Solving for the Constant in the Quadratic Function: A Step-by-Step Guide Using $ D(t) = kt^2 + 5t $

When working with mathematical modeling in science, engineering, or economics, analyzing functions of the form $ D(t) = kt^2 + 5t $ is common. These quadratic equations often represent real-world phenomena such as displacement, revenue, or cost over time. In this article, we’ll walk through how to determine the unknown constant $ k $ using the known value $ D(3) = 48 $, offering a clear, step-by-step solution that highlights key algebraic techniques useful for educators, students, and professionals.

Understanding the Context

Step 1: Understand the Function and Given Information

We are given a quadratic function:
$$
D(t) = kt^2 + 5t
$$
This function models a quantity $ D $ that depends on time $ t $, with the unknown constant $ k $ needing to be determined. We’re also told that at $ t = 3 $, $ D(3) = 48 $.
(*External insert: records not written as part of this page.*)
//! 공용 기본 타입.

pub mod symbol;
pub mod timeframe;

pub use symbol::{Market, Symbol};
pub use timeframe::Timeframe;

use rust_decimal::Decimal;

/// 가격 타입 (KRW, 고정소수점).
pub type Price = Decimal;

/// 수량 타입 (주 단위, 고정소수점).
pub type Quantity = Decimal;
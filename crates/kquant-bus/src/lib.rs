//! # KQuant Bus
//!
//! 프로세스 내부 및 (Redis pub/sub 경유) 프로세스 간 이벤트 버스.
//!
//! 제공 기능:
//! - 고정된 토픽 집합에 대한 타입드 발행/구독
//! - 토픽별 순서 보장, 구독자별 유한 버퍼와 지연 마커
//! - 구독자 핸들러 워커 풀 (핸들러 예외 격리)
//! - risk_check를 위한 요청/응답 채널 (타임아웃 필수)
//! - 토픽별 발행/전달/유실/핸들러 실패 카운터

pub mod bus;
pub mod envelope;
pub mod metrics;
pub mod rpc;
pub mod topic;
pub mod transport;

pub use bus::{BusSubscription, Delivery, EventBus};
pub use envelope::{Envelope, Payload, RiskAlertSeverity, ENVELOPE_VERSION};
pub use metrics::{BusMetrics, TopicStats};
pub use rpc::{RiskCheckClient, RiskCheckServer, RiskDecision, RpcError};
pub use topic::Topic;
pub use transport::RedisTransport;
Substituting $ t = 3 $ into the function gives:
$$
D(3) = k(3)^2 + 5(3)
$$

Solved please help with the problems 8, 10, 12 and 28. i | Chegg.com

Image Gallery

Solved please help with the problems 8, 10, 12 and 28. i | Chegg.com
Substituting Act1 | PDF
Substituting primary supports (new 2025 feature), scripted supports not ...
Solved: Thuy is substituting t=3 and t=8 to determine if the two ...
Substituting the equation x=2y+3 into the equation y=-3x-4 will produce ...

Key Insights

Step 2: Substitute and Simplify

Now compute each term:
$$
D(3) = k(9) + 15 = 9k + 15
$$
Since $ D(3) = 48 $, equate the expressions:
$$
9k + 15 = 48
$$

Step 3: Solve for $ k $

Subtract 15 from both sides:
$$
9k = 48 - 15 = 33
$$
Now divide both sides by 9:
$$
k = rac{33}{9} = rac{11}{3}
$$

Continue Reading

So, \(288\pi = \pi r^2 \times 12\).
Divide by \(\pi\): \(288 = 12r^2\).
Thus, \(r^2 = 24\) and \(r = \sqrt{24} = 2\sqrt{6}\).

🔗 Related Articles You Might Like:

📰 Last Chance! Health Department Jobs Are Hitting Record Numbers—Apply Before Theyre Gone! 📰 Hidden Health Dept Job Promises Full Benefits, flexible Hours, and Job Security—Dont Miss This! 📰 Top Health Dept Job Learned Here: Revealed—Your Dream Career Starts Now! 📰 Caffeine App Download 2003067 📰 She Sacrificed Everything For Her Kidswhat Would You Do 4277962 📰 You Wont Believe When The Xbox Series X Was Officially Released 9042311 📰 Bands Related To Linkin Park 📰 Shocked How Easily Mkdir Transforms Your Folder Structuretry It Now 1241162 📰 Lost Windows Get The Official Win10 Iso Image Today Fix Everything Fast 4834036 📰 Usd Conversion 📰 Best Online Banks For Savings 📰 Management Studio Versions 📰 Dixie Kong Shocked The Gaming World Heres What Made Her Classic Comeback Unstoppable 9796906 📰 Jigra Movie 📰 How Many Calories 1 Teaspoon Sugar 9888803 📰 Roblox Studio For Mac 📰 Eastern United States 588169 📰 How To Access Hidden Games On Steam

Final Thoughts

Step 4: Final Verification

To confirm, plug $ k = rac{11}{3} $ back into the original equation:
$$
D(t) = rac{11}{3}t^2 + 5t
$$
Now compute $ D(3) $:
$$
D(3) = rac{11}{3}(9) + 5(3) = 33 + 15 = 48
$$
The result matches the given value, verifying our solution.

Why This Technique Matters

This example illustrates a standard algebraic method for solving for unknown coefficients in quadratic functions—substitution followed by isolation of the unknown variable. Such skills are essential in fields ranging from physics (modeling motion) to finance (forecasting growth), where precise parameter estimation ensures accurate predictions.

Key Takeaways:

  • Always substitute known values into the functional equation.
  • Simplify expressions algebraically before isolating the unknown.
  • Verify your solution by plugging it back into the original equation.

By mastering this step-by-step process, anyone can confidently solve similar problems involving quadratic models in real-world contexts.